CS

Case Study

September 13
6 mins

Small-scale fishers fight against illegal industrial fishing in Northern Peru

Rocío López de la Lama & Santiago de la Puente
Regional
Peru
Artisanal sailboat fishing with hook and line from Los Organos community in Piura, Peru. Photo by Rocío López de la Lama.
Artisanal sailboat fishing with hook and line from Los Organos community in Piura, Peru. Photo by Rocío López de la Lama.
Small-scale fishers from northern Peru are experiencing negative impacts from illegal industrial fishing practices within the protected 5-mile area. Despite the advocacy efforts of local fishers for enforcement of the zone designated for small-scale fishers and for the creation of an MPA, political instability, corruption, and the influence of oil companies have hindered progress.
Sailing boat from Los Organos fishing community in Northern Peru
Figure 1. Traditional artisanal sailboat from Los Organos community in Piura, Peru. Photo by Rocío López de la Lama.

The regions of Tumbes and Piura, in northern Peru, are important suppliers of seafood for direct human consumption nationwide (Christensen et al., 2014).

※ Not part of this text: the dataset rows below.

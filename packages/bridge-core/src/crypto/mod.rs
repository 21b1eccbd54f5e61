//! # Cryptography Module
//!
//! secp256k1 primitives used to protect bridge messages.
//!
//! ## Security Overview
//!
//! ```text
//! ┌─────────────────────────────────────────────────────────────────────────┐
//! │                    CRYPTOGRAPHIC ARCHITECTURE                           │
//! ├─────────────────────────────────────────────────────────────────────────┤
//! │                                                                         │
//! │  ┌─────────────────────────────────────────────────────────────────┐   │
//! │  │                 ENCRYPTION SCHEME (ECIES)                       │   │
//! │  ├─────────────────────────────────────────────────────────────────┤   │
//! │  │                                                                 │   │
//! │  │  1. Key Exchange: ECDH on secp256k1                            │   │
//! │  │     Ephemeral Private × Recipient Public = Shared Point S      │   │
//! │  │                                                                 │   │
//! │  │  2. Key Derivation: SHA-512(S.x)                               │   │
//! │  │     → (Encryption Key, MAC Key), 32 bytes each                 │   │
//! │  │                                                                 │   │
//! │  │  3. Encryption: AES-256-CBC, PKCS7, zero IV                    │   │
//! │  │                                                                 │   │
//! │  │  4. Authentication: HMAC-SHA1 over IV ‖ R ‖ ciphertext         │   │
//! │  │                                                                 │   │
//! │  └─────────────────────────────────────────────────────────────────┘   │
//! │                                                                         │
//! │  ┌─────────────────────────────────────────────────────────────────┐   │
//! │  │                 SIGNATURE SCHEME                                │   │
//! │  ├─────────────────────────────────────────────────────────────────┤   │
//! │  │                                                                 │   │
//! │  │  ECDSA on secp256k1 over SHA-256 of the canonical document     │   │
//! │  │                                                                 │   │
//! │  │  • Nonce: RFC 6979 (deterministic)                             │   │
//! │  │  • s normalized to the lower half of the group order           │   │
//! │  │  • Encoding: r ‖ s, 64 bytes, lowercase hex                    │   │
//! │  │                                                                 │   │
//! │  └─────────────────────────────────────────────────────────────────┘   │
//! │                                                                         │
//! └─────────────────────────────────────────────────────────────────────────┘
//! ```
//!
//! ## Algorithm Choices
//!
//! The algorithms are fixed by the counterpart implementations this crate
//! interoperates with and cannot be negotiated.
//!
//! | Algorithm | Purpose | Crate |
//! |-----------|---------|-------|
//! | secp256k1 ECDH / ECDSA | Key exchange, signatures | `k256` |
//! | AES-256-CBC + PKCS7 | Payload encryption | `aes`, `cbc` |
//! | HMAC-SHA1 | Envelope authentication | `hmac`, `sha1` |
//! | SHA-256 / SHA-512 | Signing digest, key derivation | `sha2` |
//!
//! ## Security Considerations
//!
//! 1. **Key Zeroization**: private scalars and derived keys are zeroized when dropped
//! 2. **Constant-Time Comparison**: MAC tags are compared with `Mac::verify_slice`
//! 3. **Secure Random**: ephemeral keys come from `rand::rngs::OsRng`
//! 4. **Fail Closed**: no plaintext is produced before the MAC matches

pub mod cipher;
pub mod ecies;
mod kdf;
mod keys;
pub mod mac;
pub mod point;
mod signing;

pub use ecies::{decrypt, encrypt, encrypt_document, encrypt_str, open, seal, Decrypted};
pub use kdf::{derive_keys, DerivedKeys};
pub use keys::{PrivateKey, PublicKey, PRIVATE_KEY_SIZE};
pub use signing::{
    sign, sign_with_key, verify, verify_with_environment, verify_with_key, Signature,
    SIGNATURE_FIELD, SIGNATURE_SIZE,
};
//! # Encryption Demo
//!
//! Demonstrates encrypting a VASP's private info for its counterparty.
//!
//! ## Run
//!
//! ```bash
//! cargo run --example encryption_demo
//! ```

use bridge_core::crypto::{ecies, PrivateKey};
use bridge_core::{decrypt, encrypt_document, encrypt_str, Decrypted, Document, Error};

fn main() {
    println!("=== Bridge Core: ECIES Encryption Demo ===\n");

    // Step 1: The beneficiary VASP publishes a key
    println!("Step 1: Beneficiary VASP generates a secp256k1 keypair...");

    let beneficiary = PrivateKey::generate().expect("Failed to generate keypair");
    let private_hex = hex::encode(&beneficiary.to_bytes()[..]);
    let public_hex = beneficiary.public_key().to_hex(false);

    println!("  Public key (uncompressed): {}...", &public_hex[..24]);
    println!(
        "  Public key (compressed):   {}...",
        &beneficiary.public_key().to_hex(true)[..24]
    );
    println!();

    // Step 2: The originator encrypts private info
    println!("Step 2: Originator VASP encrypts private info...");
    println!();
    println!("  ┌─────────────────────────────────────────────────────────────┐");
    println!("  │                      ENVELOPE LAYOUT                        │");
    println!("  ├─────────────────────────────────────────────────────────────┤");
    println!("  │                                                             │");
    println!("  │   ephemeral pubkey (65) │ HMAC-SHA1 (20) │ AES-CBC (16·k)   │");
    println!("  │                                                             │");
    println!("  └─────────────────────────────────────────────────────────────┘");
    println!();

    let mut originator = Document::new();
    originator.set("name", "Antoine Griezmann");
    originator.set("date_of_birth", "1991-03-21");

    let mut beneficiary_info = Document::new();
    beneficiary_info.set("name", "利昂內爾 梅西");

    let mut private_info = Document::new();
    private_info.set("originator", originator);
    private_info.set("beneficiary", beneficiary_info);

    let plaintext = private_info.to_json_string().expect("Serialization failed");
    let ciphertext = encrypt_document(&private_info, &public_hex).expect("Encryption failed");

    println!("  Plaintext:  {}", plaintext);
    println!("  Ciphertext: {}...", &ciphertext[..64]);
    println!(
        "  Ciphertext length: {} bytes (plaintext: {} bytes)",
        ciphertext.len() / 2,
        plaintext.len()
    );
    println!();

    // Step 3: The beneficiary decrypts
    println!("Step 3: Beneficiary VASP decrypts...");

    match decrypt(&ciphertext, &private_hex).expect("Decryption failed") {
        Decrypted::Document(doc) => {
            println!("  Document: {}", doc.to_json_string().expect("Serialization failed"));
            if doc == private_info {
                println!("  [OK] Field order preserved");
            } else {
                println!("  [FAILED] Decrypted document differs");
                return;
            }
        }
        other => {
            println!("  [FAILED] Unexpected payload: {:?}", other);
            return;
        }
    }
    println!();

    // Step 4: Plain text payloads
    println!("Step 4: Non-JSON payloads come back as text...");

    let ciphertext = encrypt_str("zxcvvbjgiyi5/喬丹", &public_hex).expect("Encryption failed");
    let decrypted = decrypt(&ciphertext, &private_hex).expect("Decryption failed");
    println!("  Decrypted: {:?}", decrypted);
    println!();

    // Step 5: Tampering is detected before decryption
    println!("Step 5: Flipping one ciphertext byte...");

    let mut envelope = hex::decode(&ciphertext).expect("Invalid hex");
    let last = envelope.len() - 1;
    envelope[last] ^= 0x01;

    match ecies::open(&envelope, &beneficiary) {
        Err(Error::AuthenticationFailed) => println!("  [OK] Rejected: MAC mismatch"),
        Err(e) => println!("  [FAILED] Unexpected error: {}", e),
        Ok(_) => println!("  [FAILED] Tampered payload accepted"),
    }
    println!();

    // Step 6: Each encryption uses a fresh ephemeral key
    println!("Step 6: Encrypting the same text twice...");

    let a = encrypt_str("same", &public_hex).expect("Encryption failed");
    let b = encrypt_str("same", &public_hex).expect("Encryption failed");
    println!("  First:  {}...", &a[..32]);
    println!("  Second: {}...", &b[..32]);
    if a != b {
        println!("  [OK] Ciphertexts differ");
    }

    println!("\n=== Demo Complete ===");
}
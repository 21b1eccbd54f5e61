//! # Curve Point Codec
//!
//! SEC1 encoding of secp256k1 points.
//!
//! ```text
//! ┌─────────────────────────────────────────────────────────────────────────┐
//! │                        POINT ENCODINGS                                  │
//! ├─────────────────────────────────────────────────────────────────────────┤
//! │                                                                         │
//! │  Uncompressed (65 bytes)                                               │
//! │  ┌──────┬──────────────────────────┬──────────────────────────┐        │
//! │  │ 0x04 │  x (32 B, big-endian)    │  y (32 B, big-endian)    │        │
//! │  └──────┴──────────────────────────┴──────────────────────────┘        │
//! │                                                                         │
//! │  Compressed (33 bytes)                                                 │
//! │  ┌──────┬──────────────────────────┐                                   │
//! │  │ 0x02 │  x (32 B, big-endian)    │   y even                          │
//! │  │ 0x03 │                          │   y odd                           │
//! │  └──────┴──────────────────────────┘                                   │
//! │                                                                         │
//! │  Decompression: y = sqrt(x³ + 7) mod p, root chosen by parity          │
//! │                                                                         │
//! └─────────────────────────────────────────────────────────────────────────┘
//! ```
//!
//! Both decode paths check that coordinates are below the field modulus
//! and that the resulting point satisfies the curve equation.

use k256::elliptic_curve::point::DecompressPoint;
use k256::elliptic_curve::sec1::{FromEncodedPoint, ToEncodedPoint};
use k256::elliptic_curve::subtle::Choice;
use k256::{AffinePoint, EncodedPoint, FieldBytes};

use crate::error::{Error, Result};

/// Size of a compressed point in bytes
pub const COMPRESSED_SIZE: usize = 33;

/// Size of an uncompressed point in bytes
pub const UNCOMPRESSED_SIZE: usize = 65;

const TAG_EVEN: u8 = 0x02;
const TAG_ODD: u8 = 0x03;
const TAG_UNCOMPRESSED: u8 = 0x04;

/// secp256k1 field modulus p = 2²⁵⁶ − 2³² − 977, big-endian
const FIELD_MODULUS: [u8; 32] = [
    0xff, 0xff, 0xff, 0xff, 0xff, 0xff, 0xff, 0xff, 0xff, 0xff, 0xff, 0xff, 0xff, 0xff, 0xff, 0xff,
    0xff, 0xff, 0xff, 0xff, 0xff, 0xff, 0xff, 0xff, 0xff, 0xff, 0xff, 0xfe, 0xff, 0xff, 0xfc, 0x2f,
];

/// Equal-length big-endian byte strings compare like the integers they encode.
fn below_modulus(coordinate: &[u8]) -> bool {
    coordinate < &FIELD_MODULUS[..]
}

/// Decode a 33-byte compressed or 65-byte uncompressed point
///
/// ## Errors
///
/// - `InvalidEncoding`: wrong length, unknown tag byte, or a coordinate ≥ p
/// - `InvalidPoint`: no curve point exists for the coordinates
pub fn decode(bytes: &[u8]) -> Result<AffinePoint> {
    match (bytes.first().copied(), bytes.len()) {
        (Some(tag @ (TAG_EVEN | TAG_ODD)), COMPRESSED_SIZE) => decode_compressed(tag, &bytes[1..]),
        (Some(TAG_UNCOMPRESSED), UNCOMPRESSED_SIZE) => {
            decode_uncompressed(&bytes[1..33], &bytes[33..])
        }
        (tag, len) => Err(Error::InvalidEncoding(format!(
            "cannot parse public key: {} bytes with tag {:#04x}",
            len,
            tag.unwrap_or_default()
        ))),
    }
}

fn decode_compressed(tag: u8, x: &[u8]) -> Result<AffinePoint> {
    if !below_modulus(x) {
        return Err(Error::InvalidEncoding(
            "cannot parse public key: x coordinate exceeds field modulus".into(),
        ));
    }

    let y_is_odd = Choice::from(u8::from(tag == TAG_ODD));
    Option::from(AffinePoint::decompress(FieldBytes::from_slice(x), y_is_odd))
        .ok_or_else(|| Error::InvalidPoint("x³ + 7 has no square root mod p".into()))
}

fn decode_uncompressed(x: &[u8], y: &[u8]) -> Result<AffinePoint> {
    if !below_modulus(x) || !below_modulus(y) {
        return Err(Error::InvalidEncoding(
            "cannot parse public key: coordinate exceeds field modulus".into(),
        ));
    }

    let encoded =
        EncodedPoint::from_affine_coordinates(FieldBytes::from_slice(x), FieldBytes::from_slice(y), false);
    Option::from(AffinePoint::from_encoded_point(&encoded))
        .ok_or_else(|| Error::InvalidPoint("point is not on secp256k1".into()))
}

/// Encode a point, zero-padding each coordinate to 32 bytes
pub fn encode(point: &AffinePoint, compressed: bool) -> Vec<u8> {
    point.to_encoded_point(compressed).as_bytes().to_vec()
}

// ============================================================================
// TESTS
// ============================================================================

However, the presence of illegal industrial fishers is negatively impacting fish abundance as unsustainable fishing practices are taking place (De la Puente et al., 2021). These illegal industrial fisheries are not only using non-selective fishing gear but also fishing within the first five nautical miles (5-miles). Illegal fishing is mainly done through purse seiners and trawlers, both forbidden within the 5-miles (SPDA, 2020). This is happening despite the fact that the 5-miles have been legally protected for 30 years (PRODUCE 017-92-PE), prohibiting any type of industrial fishing as it is a critical nursery area for many marine species (Mitma et al., 2018) and is a designated area for artisanal or small-scale fishers (PRODUCE 017-92-PE). The situation is getting worse due to the ongoing political instability and widespread corruption in the country (Interview 1). 

Map of MPA
Figure 2. Map of the proposed areas (highlighted in yellow) for the MPA Mar Tropical de Grau. Map elaborated by SERNANP, available at: https://www.sernanp.gob.pe/reserva-nacional-mar-tropical-de-grau/

The area is highly biodiverse and productive, as it is where the warm Equatorial current mixes with the cold Humboldt current (Oceana, 2023). Because of this, many migratory species such as blue whales and shark whales also use this area as feeding grounds. Thus, not only it is an ideal place for fishing but also for tourism and recreational fishing. The area is home to and used by thousands of local small-scale fishers, who have a long and strong cultural relationship with the ocean (Lopez de la Lama et al., 2020). Cultural practices include using low-impact and sustainable fishing gears, such as hook and line while sailing in traditional fishing vessels (De la Puente et al., 2021). Thus, illegal fishing practices taking place in the 5-miles are critical as it directly impact fishers and impacts marine ecosystems through unselective fishing gear and catching juvenile fish (Sueiro and De la Puente, 2015) and subsequently the livelihoods of small-scale fishers (De la Puente et al., 2021). Artisanal fishers have reported decreasing catches and size of fish, and increasingly struggling to catch adequate fish for a viable livelihood (SPDA. 2020; De la Puente et al., 2021). 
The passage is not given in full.